### TASK GOAL
Count how many lines below contain the word "trading", then give that number alone.
- - - - -
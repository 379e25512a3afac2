//! Notifier port for engine events.
//!
//! This module defines the trait for observing what the engine does:
//! detected opportunities, opened and closed hedges, failures and venue
//! health changes.

use chrono::{DateTime, Utc};
use rust_decimal::Decimal;
use serde::Serialize;

use crate::domain::{
    AssetId, CloseReason, ClosedPosition, Direction, ErrorKind, HedgePosition, PositionId, Price,
    Rate, Spread, VenueId, VenueSide, Volume,
};

/// Events emitted by the engine.
#[derive(Debug, Clone, Serialize)]
#[serde(tag = "event", rename_all = "snake_case")]
pub enum Event {
    /// The selector chose a spread to act on.
    OpportunityFound(OpportunityEvent),
    /// Both legs of a hedge were filled.
    PositionOpened(PositionEvent),
    /// A hedge was closed and booked.
    PositionClosed(CloseEvent),
    /// An operation failed; the cycle continued.
    ErrorOccurred(ErrorEvent),
    /// A venue crossed the failure threshold.
    VenueDegraded {
        /// The degraded venue.
        venue: VenueId,
        /// Its slot.
        side: VenueSide,
        /// When the venue is next eligible for recovery.
        until: DateTime<Utc>,
    },
    /// A degraded venue's window expired.
    VenueRecovered {
        /// The recovered venue.
        venue: VenueId,
        /// Its slot.
        side: VenueSide,
    },
    /// The tradable universe changed.
    UniverseChanged(UniverseEvent),
    /// An evaluation cycle finished.
    CycleCompleted(CycleEvent),
}

/// Opportunity selection event.
#[derive(Debug, Clone, Serialize)]
pub struct OpportunityEvent {
    pub asset: AssetId,
    pub direction: Direction,
    pub short_price: Price,
    pub long_price: Price,
    pub percent_spread: Rate,
    pub estimated_profit: Rate,
}

impl From<&Spread> for OpportunityEvent {
    fn from(spread: &Spread) -> Self {
        Self {
            asset: spread.asset.clone(),
            direction: spread.direction,
            short_price: spread.short_price,
            long_price: spread.long_price,
            percent_spread: spread.percent_spread,
            estimated_profit: spread.estimated_profit,
        }
    }
}

/// Position opened event.
#[derive(Debug, Clone, Serialize)]
pub struct PositionEvent {
    pub id: PositionId,
    pub asset: AssetId,
    pub direction: Direction,
    pub entry_short: Price,
    pub entry_long: Price,
    pub size: Volume,
    pub entry_spread: Rate,
    pub entry_fees: Decimal,
}

impl From<&HedgePosition> for PositionEvent {
    fn from(position: &HedgePosition) -> Self {
        Self {
            id: position.id(),
            asset: position.asset().clone(),
            direction: position.direction(),
            entry_short: position.entry_short(),
            entry_long: position.entry_long(),
            size: position.size(),
            entry_spread: position.entry_spread(),
            entry_fees: position.entry_fees(),
        }
    }
}

/// Position closed event.
#[derive(Debug, Clone, Serialize)]
pub struct CloseEvent {
    pub id: PositionId,
    pub asset: AssetId,
    pub reason: CloseReason,
    pub exit_short: Price,
    pub exit_long: Price,
    pub realized_pnl: Decimal,
    /// Holding time in seconds.
    pub held_secs: i64,
}

impl From<&ClosedPosition> for CloseEvent {
    fn from(closed: &ClosedPosition) -> Self {
        Self {
            id: closed.position.id(),
            asset: closed.position.asset().clone(),
            reason: closed.reason,
            exit_short: closed.exit_short,
            exit_long: closed.exit_long,
            realized_pnl: closed.realized_pnl,
            held_secs: closed.holding_time().num_seconds(),
        }
    }
}

/// Failure event.
#[derive(Debug, Clone, Serialize)]
pub struct ErrorEvent {
    /// Venue at fault, if the failure is attributable to one.
    pub venue: Option<VenueId>,
    pub asset: Option<AssetId>,
    pub kind: ErrorKind,
    pub message: String,
}

/// Universe change event.
#[derive(Debug, Clone, Serialize)]
pub struct UniverseEvent {
    pub assets: Vec<AssetId>,
    pub added: Vec<AssetId>,
    pub removed: Vec<AssetId>,
    /// True when the configured defaults are in use.
    pub fallback: bool,
}

/// End-of-cycle summary event.
#[derive(Debug, Clone, Serialize)]
pub struct CycleEvent {
    pub cycle: u64,
    pub evaluated: usize,
    pub skipped: usize,
    pub opened: usize,
    pub closed: usize,
    pub open_positions: usize,
    pub balance: Decimal,
}

/// Trait for event handlers.
///
/// Implement this trait to receive events from the engine.
/// Notifications are fire-and-forget.
///
/// # Implementation Notes
///
/// - Implementations must be thread-safe (`Send + Sync`)
/// - The `notify` method is called from inside the evaluation cycle and
///   must not block or perform slow I/O synchronously
pub trait Notifier: Send + Sync {
    /// Handle an event.
    fn notify(&self, event: Event);
}

/// Registry of notifiers (composite pattern).
///
/// Broadcasts events to all registered notifiers.
pub struct NotifierRegistry {
    notifiers: Vec<Box<dyn Notifier>>,
}

impl NotifierRegistry {
    /// Create an empty registry.
    #[must_use]
    pub fn new() -> Self {
        Self { notifiers: vec![] }
    }

    /// Register a notifier.
    pub fn register(&mut self, notifier: Box<dyn Notifier>) {
        self.notifiers.push(notifier);
    }

    /// Notify all registered notifiers.
    pub fn notify_all(&self, event: Event) {
        for notifier in &self.notifiers {
            notifier.notify(event.clone());
        }
    }

    /// Number of registered notifiers.
    #[must_use]
    pub fn len(&self) -> usize {
        self.notifiers.len()
    }

    /// Check if registry is empty.
    #[must_use]
    pub fn is_empty(&self) -> bool {
        self.notifiers.is_empty()
    }
}

impl Default for NotifierRegistry {
    fn default() -> Self {
        Self::new()
    }
}

/// A logging notifier that logs events via tracing.
pub struct LogNotifier;

impl Notifier for LogNotifier {
    fn notify(&self, event: Event) {
        use tracing::{debug, info, warn};
        match event {
            Event::OpportunityFound(e) => {
                info!(
                    asset = %e.asset,
                    direction = %e.direction,
                    spread = %e.percent_spread,
                    profit = %e.estimated_profit,
                    "Opportunity found"
                );
            }
            Event::PositionOpened(e) => {
                info!(
                    id = %e.id,
                    asset = %e.asset,
                    direction = %e.direction,
                    short = %e.entry_short,
                    long = %e.entry_long,
                    size = %e.size,
                    "Position opened"
                );
            }
            Event::PositionClosed(e) => {
                info!(
                    id = %e.id,
                    asset = %e.asset,
                    reason = %e.reason,
                    pnl = %e.realized_pnl,
                    held_secs = e.held_secs,
                    "Position closed"
                );
            }
            Event::ErrorOccurred(e) => {
                warn!(
                    venue = ?e.venue.as_ref().map(VenueId::as_str),
                    asset = ?e.asset.as_ref().map(AssetId::as_str),
                    kind = %e.kind,
                    message = %e.message,
                    "Error occurred"
                );
            }
            Event::VenueDegraded { venue, until, .. } => {
                warn!(venue = %venue, until = %until, "Venue degraded");
            }
            Event::VenueRecovered { venue, .. } => {
                info!(venue = %venue, "Venue recovered");
            }
            Event::UniverseChanged(e) => {
                info!(
                    assets = e.assets.len(),
                    added = ?e.added,
                    removed = ?e.removed,
                    fallback = e.fallback,
                    "Universe changed"
                );
            }
            Event::CycleCompleted(e) => {
                debug!(
                    cycle = e.cycle,
                    evaluated = e.evaluated,
                    skipped = e.skipped,
                    opened = e.opened,
                    closed = e.closed,
                    open = e.open_positions,
                    balance = %e.balance,
                    "Cycle completed"
                );
            }
        }
    }
}

#[cfg(test)]
mod tests {
    use super::*;
    use std::sync::atomic::{AtomicUsize, Ordering};
    use std::sync::Arc;

    struct CountingNotifier(Arc<AtomicUsize>);

    impl Notifier for CountingNotifier {
        fn notify(&self, _event: Event) {
            self.0.fetch_add(1, Ordering::SeqCst);
        }
    }

    fn recovered() -> Event {
        Event::VenueRecovered {
            venue: VenueId::from("XT"),
            side: VenueSide::B,
        }
    }

    #[test]
    fn registry_broadcasts_to_all() {
        let count = Arc::new(AtomicUsize::new(0));
        let mut registry = NotifierRegistry::new();
        assert!(registry.is_empty());

        registry.register(Box::new(CountingNotifier(count.clone())));
        registry.register(Box::new(CountingNotifier(count.clone())));
        assert_eq!(registry.len(), 2);

        registry.notify_all(recovered());
        assert_eq!(count.load(Ordering::SeqCst), 2);
    }

    #[test]
    fn events_serialize_with_tag() {
        let json = serde_json::to_value(recovered()).unwrap();
        assert_eq!(json["event"], "venue_recovered");
        assert_eq!(json["venue"], "XT");
    }
}
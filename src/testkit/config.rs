//! Canonical test configuration.

use rust_decimal::Decimal;

use crate::app::config::Config;
use crate::domain::AssetId;

/// Defaults with test-friendly numbers: a large balance, one hedge at a
/// time, a three-failure breaker and a short quote timeout.
pub fn test_config() -> Config {
    let mut config = Config::default();
    config.trading.supported_pairs = vec![AssetId::from("BTC/USDT"), AssetId::from("ETH/USDT")];
    config.trading.initial_balance = Decimal::from(100_000);
    config.trading.position_size = Decimal::from(6000);
    config.simulation.quote_timeout_ms = 50;
    config.simulation.interval_ms = 10;
    config.health.max_failures = 3;
    config
}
- - - - -
### ANSWER BOX
3